» **ASSIGNMENT**
Look through the data below and, wherever a line carries the word "character", please copy that line.

» **DATA SUPPLIED**
● ● ●
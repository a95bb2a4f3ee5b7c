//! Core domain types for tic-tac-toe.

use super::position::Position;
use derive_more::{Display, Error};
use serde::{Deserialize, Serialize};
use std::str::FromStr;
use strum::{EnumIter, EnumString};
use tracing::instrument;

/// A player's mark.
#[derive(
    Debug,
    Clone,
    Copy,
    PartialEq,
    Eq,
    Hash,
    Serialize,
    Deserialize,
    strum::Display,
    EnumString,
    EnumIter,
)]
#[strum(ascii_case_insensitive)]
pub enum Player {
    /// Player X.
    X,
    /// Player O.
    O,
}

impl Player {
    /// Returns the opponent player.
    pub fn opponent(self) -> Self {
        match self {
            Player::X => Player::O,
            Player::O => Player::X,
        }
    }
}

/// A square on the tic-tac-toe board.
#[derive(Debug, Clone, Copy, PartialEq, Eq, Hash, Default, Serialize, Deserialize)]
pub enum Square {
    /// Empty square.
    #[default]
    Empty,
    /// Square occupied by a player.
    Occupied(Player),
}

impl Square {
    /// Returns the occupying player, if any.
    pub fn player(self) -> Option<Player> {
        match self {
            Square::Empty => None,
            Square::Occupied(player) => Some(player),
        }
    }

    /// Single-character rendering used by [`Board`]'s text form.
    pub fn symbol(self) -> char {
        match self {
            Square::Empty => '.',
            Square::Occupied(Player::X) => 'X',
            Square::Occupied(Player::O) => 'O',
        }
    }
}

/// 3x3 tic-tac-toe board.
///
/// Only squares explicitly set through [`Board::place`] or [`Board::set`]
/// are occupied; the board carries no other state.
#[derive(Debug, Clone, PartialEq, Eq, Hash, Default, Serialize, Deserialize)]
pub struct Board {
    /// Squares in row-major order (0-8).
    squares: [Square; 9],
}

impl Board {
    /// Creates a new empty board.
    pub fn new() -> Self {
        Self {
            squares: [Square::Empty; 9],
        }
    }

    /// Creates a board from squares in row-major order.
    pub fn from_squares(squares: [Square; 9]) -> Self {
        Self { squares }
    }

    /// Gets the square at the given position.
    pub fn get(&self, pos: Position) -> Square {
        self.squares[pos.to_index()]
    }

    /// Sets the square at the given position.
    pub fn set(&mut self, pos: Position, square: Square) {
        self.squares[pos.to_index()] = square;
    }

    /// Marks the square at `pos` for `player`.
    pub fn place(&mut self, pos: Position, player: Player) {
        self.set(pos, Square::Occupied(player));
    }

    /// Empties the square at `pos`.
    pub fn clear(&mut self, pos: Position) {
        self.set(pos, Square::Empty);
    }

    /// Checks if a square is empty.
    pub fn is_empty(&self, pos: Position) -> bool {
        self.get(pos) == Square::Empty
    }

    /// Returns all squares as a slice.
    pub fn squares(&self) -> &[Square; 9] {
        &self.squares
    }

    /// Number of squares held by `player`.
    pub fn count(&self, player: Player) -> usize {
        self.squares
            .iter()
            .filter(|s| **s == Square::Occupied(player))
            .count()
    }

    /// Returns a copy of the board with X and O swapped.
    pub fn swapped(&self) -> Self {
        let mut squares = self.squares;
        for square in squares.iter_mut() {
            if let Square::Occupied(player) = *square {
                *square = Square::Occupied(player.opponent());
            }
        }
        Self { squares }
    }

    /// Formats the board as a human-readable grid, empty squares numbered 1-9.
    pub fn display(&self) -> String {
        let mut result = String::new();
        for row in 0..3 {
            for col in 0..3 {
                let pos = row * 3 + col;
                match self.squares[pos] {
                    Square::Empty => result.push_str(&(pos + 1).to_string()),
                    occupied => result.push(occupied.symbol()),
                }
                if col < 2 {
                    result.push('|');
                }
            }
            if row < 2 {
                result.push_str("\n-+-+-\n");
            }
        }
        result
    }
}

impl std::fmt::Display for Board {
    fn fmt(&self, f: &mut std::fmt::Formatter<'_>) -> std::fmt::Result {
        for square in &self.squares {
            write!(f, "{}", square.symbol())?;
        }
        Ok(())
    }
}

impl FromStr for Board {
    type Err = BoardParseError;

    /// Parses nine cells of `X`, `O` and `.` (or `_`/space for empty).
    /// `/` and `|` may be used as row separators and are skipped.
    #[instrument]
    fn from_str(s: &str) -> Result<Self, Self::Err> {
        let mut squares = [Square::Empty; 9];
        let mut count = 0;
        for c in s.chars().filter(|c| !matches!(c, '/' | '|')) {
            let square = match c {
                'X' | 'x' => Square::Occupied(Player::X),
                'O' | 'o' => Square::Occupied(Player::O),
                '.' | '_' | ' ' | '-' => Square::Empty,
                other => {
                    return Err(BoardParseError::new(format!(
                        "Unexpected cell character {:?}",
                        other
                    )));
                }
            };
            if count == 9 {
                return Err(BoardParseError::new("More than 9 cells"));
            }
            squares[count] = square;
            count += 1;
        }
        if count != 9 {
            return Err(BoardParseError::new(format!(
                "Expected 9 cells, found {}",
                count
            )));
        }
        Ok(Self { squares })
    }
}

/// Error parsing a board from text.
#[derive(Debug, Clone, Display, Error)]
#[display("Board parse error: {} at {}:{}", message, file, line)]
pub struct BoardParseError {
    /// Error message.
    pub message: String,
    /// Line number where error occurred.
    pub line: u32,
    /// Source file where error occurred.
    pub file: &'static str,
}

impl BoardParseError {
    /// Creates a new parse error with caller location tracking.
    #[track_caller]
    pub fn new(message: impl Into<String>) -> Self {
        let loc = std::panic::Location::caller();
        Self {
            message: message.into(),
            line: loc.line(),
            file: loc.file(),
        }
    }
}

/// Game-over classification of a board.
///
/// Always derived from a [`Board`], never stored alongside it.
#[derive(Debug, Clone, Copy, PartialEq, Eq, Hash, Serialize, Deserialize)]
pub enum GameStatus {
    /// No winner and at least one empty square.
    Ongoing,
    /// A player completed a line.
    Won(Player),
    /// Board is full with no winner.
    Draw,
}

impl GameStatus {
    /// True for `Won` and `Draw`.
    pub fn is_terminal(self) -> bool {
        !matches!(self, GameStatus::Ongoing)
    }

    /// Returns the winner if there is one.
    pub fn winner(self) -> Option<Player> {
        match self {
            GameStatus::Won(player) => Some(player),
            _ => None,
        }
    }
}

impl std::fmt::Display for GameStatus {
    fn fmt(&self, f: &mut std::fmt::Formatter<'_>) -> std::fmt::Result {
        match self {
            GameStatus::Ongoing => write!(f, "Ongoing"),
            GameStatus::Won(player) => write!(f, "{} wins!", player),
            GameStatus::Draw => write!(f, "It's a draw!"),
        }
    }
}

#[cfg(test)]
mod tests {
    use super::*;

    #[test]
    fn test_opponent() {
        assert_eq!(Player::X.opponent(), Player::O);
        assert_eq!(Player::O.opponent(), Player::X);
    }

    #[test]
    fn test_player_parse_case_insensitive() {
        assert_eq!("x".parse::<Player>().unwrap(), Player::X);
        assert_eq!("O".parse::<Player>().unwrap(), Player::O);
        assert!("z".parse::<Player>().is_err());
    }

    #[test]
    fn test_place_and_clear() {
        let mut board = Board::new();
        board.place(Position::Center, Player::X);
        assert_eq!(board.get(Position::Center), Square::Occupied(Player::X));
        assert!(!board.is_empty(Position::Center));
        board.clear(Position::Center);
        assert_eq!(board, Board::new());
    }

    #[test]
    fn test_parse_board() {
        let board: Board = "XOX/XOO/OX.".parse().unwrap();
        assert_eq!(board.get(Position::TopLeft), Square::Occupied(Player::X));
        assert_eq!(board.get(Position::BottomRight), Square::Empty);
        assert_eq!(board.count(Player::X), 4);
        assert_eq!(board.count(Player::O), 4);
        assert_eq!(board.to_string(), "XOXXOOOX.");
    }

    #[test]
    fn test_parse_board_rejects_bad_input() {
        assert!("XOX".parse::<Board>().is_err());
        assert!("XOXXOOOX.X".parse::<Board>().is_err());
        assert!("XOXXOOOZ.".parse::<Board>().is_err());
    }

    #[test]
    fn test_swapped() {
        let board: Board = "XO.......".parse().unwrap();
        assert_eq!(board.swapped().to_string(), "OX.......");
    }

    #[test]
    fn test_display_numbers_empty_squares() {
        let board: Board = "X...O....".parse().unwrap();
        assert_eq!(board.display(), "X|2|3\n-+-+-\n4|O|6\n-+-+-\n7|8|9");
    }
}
● ● ●
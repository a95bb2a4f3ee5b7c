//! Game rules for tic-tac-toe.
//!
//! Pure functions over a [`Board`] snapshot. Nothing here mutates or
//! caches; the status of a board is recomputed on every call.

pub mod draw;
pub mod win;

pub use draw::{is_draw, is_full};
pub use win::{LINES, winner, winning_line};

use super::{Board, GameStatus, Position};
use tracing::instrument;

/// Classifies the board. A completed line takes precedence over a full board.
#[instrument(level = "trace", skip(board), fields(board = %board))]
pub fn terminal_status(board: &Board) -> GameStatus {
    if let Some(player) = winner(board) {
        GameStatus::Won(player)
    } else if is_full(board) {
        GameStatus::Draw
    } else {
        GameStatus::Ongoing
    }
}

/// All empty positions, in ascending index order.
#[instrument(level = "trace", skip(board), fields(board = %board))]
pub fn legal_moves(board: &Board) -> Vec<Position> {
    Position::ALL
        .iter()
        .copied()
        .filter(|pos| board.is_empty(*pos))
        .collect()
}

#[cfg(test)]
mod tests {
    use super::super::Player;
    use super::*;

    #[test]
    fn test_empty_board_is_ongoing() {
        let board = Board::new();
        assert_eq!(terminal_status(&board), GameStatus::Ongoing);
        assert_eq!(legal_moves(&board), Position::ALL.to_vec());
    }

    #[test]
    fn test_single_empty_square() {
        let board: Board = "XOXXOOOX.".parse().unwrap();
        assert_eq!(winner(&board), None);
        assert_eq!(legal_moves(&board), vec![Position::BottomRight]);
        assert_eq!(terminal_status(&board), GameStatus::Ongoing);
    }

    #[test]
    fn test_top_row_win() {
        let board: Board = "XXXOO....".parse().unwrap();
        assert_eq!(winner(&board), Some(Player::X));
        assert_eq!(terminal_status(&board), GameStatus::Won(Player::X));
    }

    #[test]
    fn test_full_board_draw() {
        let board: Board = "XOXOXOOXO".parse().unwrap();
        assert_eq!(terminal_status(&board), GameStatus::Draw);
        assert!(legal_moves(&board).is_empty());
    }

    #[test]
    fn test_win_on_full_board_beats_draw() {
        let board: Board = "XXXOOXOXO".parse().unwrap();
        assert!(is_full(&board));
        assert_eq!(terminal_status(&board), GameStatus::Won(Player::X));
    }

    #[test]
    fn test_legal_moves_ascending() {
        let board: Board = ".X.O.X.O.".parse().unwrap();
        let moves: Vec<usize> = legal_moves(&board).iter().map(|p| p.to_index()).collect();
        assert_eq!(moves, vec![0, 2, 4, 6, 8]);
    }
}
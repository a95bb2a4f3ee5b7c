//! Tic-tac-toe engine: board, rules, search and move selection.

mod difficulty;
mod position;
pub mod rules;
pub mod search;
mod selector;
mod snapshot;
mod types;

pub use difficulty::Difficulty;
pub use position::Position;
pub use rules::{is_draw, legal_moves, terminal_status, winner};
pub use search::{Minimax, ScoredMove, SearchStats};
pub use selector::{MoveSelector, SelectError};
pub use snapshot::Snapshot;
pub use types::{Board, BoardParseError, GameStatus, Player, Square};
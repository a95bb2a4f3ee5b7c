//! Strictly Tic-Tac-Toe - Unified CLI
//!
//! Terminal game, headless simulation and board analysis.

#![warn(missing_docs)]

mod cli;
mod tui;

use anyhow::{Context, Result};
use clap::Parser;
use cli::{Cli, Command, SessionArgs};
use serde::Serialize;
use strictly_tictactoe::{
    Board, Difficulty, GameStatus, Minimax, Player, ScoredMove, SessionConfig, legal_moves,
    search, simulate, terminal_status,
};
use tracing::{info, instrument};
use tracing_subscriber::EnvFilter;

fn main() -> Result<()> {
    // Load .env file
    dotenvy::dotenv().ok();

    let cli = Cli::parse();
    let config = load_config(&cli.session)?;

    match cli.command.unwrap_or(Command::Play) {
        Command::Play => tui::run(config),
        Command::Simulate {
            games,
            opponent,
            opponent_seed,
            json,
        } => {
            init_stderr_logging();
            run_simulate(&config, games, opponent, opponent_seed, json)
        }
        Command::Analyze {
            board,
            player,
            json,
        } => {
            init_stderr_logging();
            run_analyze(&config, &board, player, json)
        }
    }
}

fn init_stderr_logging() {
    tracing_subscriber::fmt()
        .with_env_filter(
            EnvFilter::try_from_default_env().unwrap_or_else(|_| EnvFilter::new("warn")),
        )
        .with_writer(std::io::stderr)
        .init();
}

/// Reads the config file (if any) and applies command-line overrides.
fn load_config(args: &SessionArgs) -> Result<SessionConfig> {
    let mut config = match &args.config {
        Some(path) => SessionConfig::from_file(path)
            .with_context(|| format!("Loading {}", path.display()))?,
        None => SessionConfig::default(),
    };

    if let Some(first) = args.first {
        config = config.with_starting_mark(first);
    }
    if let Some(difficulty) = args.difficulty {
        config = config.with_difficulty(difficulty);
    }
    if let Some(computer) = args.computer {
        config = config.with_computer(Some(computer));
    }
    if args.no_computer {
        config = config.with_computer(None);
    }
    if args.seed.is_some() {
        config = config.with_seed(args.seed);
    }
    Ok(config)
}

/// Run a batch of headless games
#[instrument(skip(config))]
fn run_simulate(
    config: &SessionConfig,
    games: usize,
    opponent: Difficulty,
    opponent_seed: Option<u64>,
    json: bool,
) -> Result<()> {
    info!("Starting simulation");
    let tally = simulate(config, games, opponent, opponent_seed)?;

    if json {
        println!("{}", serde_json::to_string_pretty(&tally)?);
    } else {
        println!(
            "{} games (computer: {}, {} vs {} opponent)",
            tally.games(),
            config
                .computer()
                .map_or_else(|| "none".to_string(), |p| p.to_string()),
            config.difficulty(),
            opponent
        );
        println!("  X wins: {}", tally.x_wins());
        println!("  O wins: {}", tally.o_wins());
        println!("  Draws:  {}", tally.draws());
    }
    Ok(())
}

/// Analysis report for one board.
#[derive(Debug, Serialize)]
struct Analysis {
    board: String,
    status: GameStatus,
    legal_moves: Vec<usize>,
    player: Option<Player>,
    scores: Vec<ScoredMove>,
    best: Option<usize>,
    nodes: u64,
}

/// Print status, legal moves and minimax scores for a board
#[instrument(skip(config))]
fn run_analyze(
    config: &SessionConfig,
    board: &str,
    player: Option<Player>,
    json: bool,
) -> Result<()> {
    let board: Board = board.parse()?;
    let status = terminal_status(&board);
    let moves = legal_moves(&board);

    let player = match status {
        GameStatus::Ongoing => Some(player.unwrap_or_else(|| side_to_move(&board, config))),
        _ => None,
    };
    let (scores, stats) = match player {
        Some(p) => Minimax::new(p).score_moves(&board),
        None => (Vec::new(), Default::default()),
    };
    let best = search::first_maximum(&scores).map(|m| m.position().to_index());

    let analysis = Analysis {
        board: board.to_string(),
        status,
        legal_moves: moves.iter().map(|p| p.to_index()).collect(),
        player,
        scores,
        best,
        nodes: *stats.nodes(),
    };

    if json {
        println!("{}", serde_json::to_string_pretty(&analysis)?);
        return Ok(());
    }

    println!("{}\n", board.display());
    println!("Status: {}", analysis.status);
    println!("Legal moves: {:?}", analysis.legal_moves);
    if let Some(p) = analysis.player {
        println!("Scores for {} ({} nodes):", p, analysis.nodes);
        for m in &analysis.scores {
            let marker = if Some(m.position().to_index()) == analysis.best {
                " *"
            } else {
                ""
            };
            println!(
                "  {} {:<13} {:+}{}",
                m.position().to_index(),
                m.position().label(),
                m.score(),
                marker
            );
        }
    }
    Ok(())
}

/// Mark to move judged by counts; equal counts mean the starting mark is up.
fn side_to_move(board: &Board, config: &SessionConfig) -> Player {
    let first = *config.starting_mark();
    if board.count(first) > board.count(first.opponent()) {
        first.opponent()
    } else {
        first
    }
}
● ● ●
» **OUTPUT BELOW**
    /// Single-character rendering used by [`Board`]'s text form.
                        "Unexpected cell character {:?}",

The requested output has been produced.